Exercise instructions
From the records below, set down exactly the lines starting with the line that contains "the previous close." and going on through the line that contains "assert_relative_eq!(chart.bars[2].body(), 1.0);". Nothing else is wanted.

Dataset entries:
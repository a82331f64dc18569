//! Open/high/low derivation policies.

use quoteboard_types::Observation;
use serde::{Deserialize, Serialize};
use std::str::FromStr;

/// Close multiplier giving the synthetic high (+0.2%).
pub const SYNTHETIC_HIGH_FACTOR: f64 = 1.002;

/// Close multiplier giving the synthetic low (-0.2%).
pub const SYNTHETIC_LOW_FACTOR: f64 = 0.998;

/// How per-day open, high and low are obtained.
#[derive(Debug, Clone, Copy, PartialEq, Eq, Hash, Serialize, Deserialize, Default)]
#[serde(rename_all = "lowercase")]
pub enum OhlcPolicy {
    /// Derive from closes only: open is the previous close, high and low are
    /// the close scaled by a fixed ±0.2%. Matches existing displays.
    #[default]
    Synthetic,
    /// Use the source's reported fields, falling back to the synthetic
    /// derivation for observations that lack them.
    Reported,
}

impl OhlcPolicy {
    /// Returns `(open, high, low)` for `current`, given the close of the
    /// observation before it (`None` for the first one).
    #[must_use]
    pub fn derive(&self, previous_close: Option<f64>, current: &Observation) -> (f64, f64, f64) {
        match (self, current.reported) {
            (Self::Reported, Some(reported)) => (reported.open, reported.high, reported.low),
            _ => {
                let close = current.close;
                (
                    synthetic_open(previous_close, current),
                    close * SYNTHETIC_HIGH_FACTOR,
                    close * SYNTHETIC_LOW_FACTOR,
                )
            }
        }
    }

    /// Returns the policy name.
    #[must_use]
    pub const fn as_str(&self) -> &'static str {
        match self {
            Self::Synthetic => "synthetic",
            Self::Reported => "reported",
        }
    }
}

impl std::fmt::Display for OhlcPolicy {
    fn fmt(&self, f: &mut std::fmt::Formatter<'_>) -> std::fmt::Result {
        f.write_str(self.as_str())
    }
}

impl FromStr for OhlcPolicy {
    type Err = String;

    fn from_str(s: &str) -> Result<Self, Self::Err> {
        match s.to_lowercase().as_str() {
            "synthetic" | "legacy" => Ok(Self::Synthetic),
            "reported" | "real" => Ok(Self::Reported),
            _ => Err(format!(
                "invalid OHLC policy '{s}', expected one of: synthetic, reported"
            )),
        }
    }
}

/// Synthetic open: the previous day's close, or the day's own close for the
/// first observation.
#[must_use]
pub fn synthetic_open(previous_close: Option<f64>, current: &Observation) -> f64 {
    previous_close.unwrap_or(current.close)
}
//! Display-ready chart series with moving-average overlay.

use quoteboard_types::{Series, Symbol};
use serde::{Deserialize, Serialize};

use crate::{AggregateError, DEFAULT_PERIOD, MovingAverage, OhlcPolicy};

/// One chart row: a day's OHLC, volume and overlay value.
#[derive(Debug, Clone, PartialEq, Serialize, Deserialize)]
pub struct ChartBar {
    /// Date label copied from the observation.
    pub date: String,
    /// Opening price (reported or synthetic).
    pub open: f64,
    /// High (reported or synthetic).
    pub high: f64,
    /// Low (reported or synthetic).
    pub low: f64,
    /// Closing price.
    pub close: f64,
    /// Traded volume.
    pub volume: u64,
    /// Moving-average overlay; `None` until the window fills.
    pub ma: Option<f64>,
}

impl ChartBar {
    /// Returns the price range (high - low).
    #[must_use]
    pub fn range(&self) -> f64 {
        self.high - self.low
    }

    /// Returns the body size (|close - open|).
    #[must_use]
    pub fn body(&self) -> f64 {
        (self.close - self.open).abs()
    }

    /// Returns true if this is a bullish (green) bar.
    #[must_use]
    pub fn is_bullish(&self) -> bool {
        self.close > self.open
    }

    /// Returns true if this is a bearish (red) bar.
    #[must_use]
    pub fn is_bearish(&self) -> bool {
        self.close < self.open
    }
}

/// Chart rows for one symbol, aligned index-for-index with its series.
#[derive(Debug, Clone, PartialEq, Serialize, Deserialize)]
pub struct ChartSeries {
    /// Symbol the rows belong to.
    pub symbol: Symbol,
    /// Moving-average window used for the overlay.
    pub period: usize,
    /// OHLC policy used for open/high/low.
    pub policy: OhlcPolicy,
    /// Chart rows, most-recent-last.
    pub bars: Vec<ChartBar>,
}

impl ChartSeries {
    /// Returns the overlay values in order.
    #[must_use]
    pub fn moving_average(&self) -> Vec<Option<f64>> {
        self.bars.iter().map(|b| b.ma).collect()
    }

    /// Returns the most recent defined overlay value.
    #[must_use]
    pub fn latest_ma(&self) -> Option<f64> {
        self.bars.iter().rev().find_map(|b| b.ma)
    }

    /// Returns the number of rows.
    #[must_use]
    pub fn len(&self) -> usize {
        self.bars.len()
    }

    /// Returns true if there are no rows.
    #[must_use]
    pub fn is_empty(&self) -> bool {
        self.bars.is_empty()
    }
}

/// Builds [`ChartSeries`] from a [`Series`].
#[derive(Debug, Clone, Copy, PartialEq, Eq)]
pub struct ChartBuilder {
    period: usize,
    policy: OhlcPolicy,
}

impl Default for ChartBuilder {
    fn default() -> Self {
        Self {
            period: DEFAULT_PERIOD,
            policy: OhlcPolicy::default(),
        }
    }
}

impl ChartBuilder {
    /// Creates a builder with the default period and synthetic OHLC.
    #[must_use]
    pub fn new() -> Self {
        Self::default()
    }

    /// Sets the moving-average window.
    #[must_use]
    pub const fn with_period(mut self, period: usize) -> Self {
        self.period = period;
        self
    }

    /// Sets the OHLC policy.
    #[must_use]
    pub const fn with_policy(mut self, policy: OhlcPolicy) -> Self {
        self.policy = policy;
        self
    }

    /// Returns the moving-average window.
    #[must_use]
    pub const fn period(&self) -> usize {
        self.period
    }

    /// Returns the OHLC policy.
    #[must_use]
    pub const fn policy(&self) -> OhlcPolicy {
        self.policy
    }

    /// Builds the chart rows for a series.
    ///
    /// # Errors
    ///
    /// Returns an error if the configured period is zero.
    pub fn build(&self, series: &Series) -> Result<ChartSeries, AggregateError> {
        let mut ma = MovingAverage::new(self.period)?;
        let mut previous_close = None;

        let bars = series
            .observations()
            .iter()
            .map(|obs| {
                let (open, high, low) = self.policy.derive(previous_close, obs);
                previous_close = Some(obs.close);
                ChartBar {
                    date: obs.date.clone(),
                    open,
                    high,
                    low,
                    close: obs.close,
                    volume: obs.volume,
                    ma: ma.process(obs.close),
                }
            })
            .collect();

        Ok(ChartSeries {
            symbol: series.symbol().clone(),
            period: self.period,
            policy: self.policy,
            bars,
        })
    }
}

#[cfg(test)]
mod tests {
    use super::*;
    use approx::assert_relative_eq;
    use quoteboard_types::Observation;

    fn series(closes: &[f64]) -> Series {
        let observations = closes
            .iter()
            .enumerate()
            .map(|(i, &c)| Observation::new(format!("d{i}"), c, 100 + i as u64))
            .collect();
        Series::new(Symbol::new("KTOS").unwrap(), observations)
    }

    #[test]
    fn test_build_end_to_end() {
        let chart = ChartBuilder::new()
            .build(&series(&[10.0, 12.0, 11.0, 13.0, 14.0, 15.0]))
            .unwrap();

        assert_eq!(chart.len(), 6);
        assert_eq!(chart.period, 5);
        assert_eq!(chart.bars[3].date, "d3");
        assert!(chart.bars[..4].iter().all(|b| b.ma.is_none()));
        assert_relative_eq!(chart.bars[4].ma.unwrap(), 12.0);
        assert_relative_eq!(chart.bars[5].ma.unwrap(), 13.0);
        assert_eq!(chart.latest_ma(), Some(13.0));

        // Synthetic open follows the previous close.
        assert_eq!(chart.bars[0].open, 10.0);
        assert_eq!(chart.bars[1].open, 10.0);
        assert!(chart.bars[1].is_bullish());
        assert!(chart.bars[2].is_bearish());
        assert_relative_eq!(chart.bars[2].body(), 1.0);
        assert_relative_eq!(chart.bars[0].range(), 10.0 * 0.004, epsilon = 1e-12);
    }

    #[test]
    fn test_overlay_matches_batch_function() {
        let closes = [5.0, 6.5, 7.25, 6.0, 5.5, 8.0, 9.0];
        let chart = ChartBuilder::new().with_period(3).build(&series(&closes)).unwrap();
        let batch = crate::simple_moving_average(&closes, 3).unwrap();
        assert_eq!(chart.moving_average(), batch);
    }

    #[test]
    fn test_empty_series() {
        let chart = ChartBuilder::new().build(&series(&[])).unwrap();
        assert!(chart.is_empty());
        assert_eq!(chart.latest_ma(), None);
    }

    #[test]
    fn test_zero_period() {
        let err = ChartBuilder::new().with_period(0).build(&series(&[1.0])).unwrap_err();
        assert_eq!(err, AggregateError::ZeroPeriod);
    }
}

Exercise response
        // Synthetic open follows the previous close.
        assert_eq!(chart.bars[0].open, 10.0);
        assert_eq!(chart.bars[1].open, 10.0);
        assert!(chart.bars[1].is_bullish());
        assert!(chart.bars[2].is_bearish());
        assert_relative_eq!(chart.bars[2].body(), 1.0);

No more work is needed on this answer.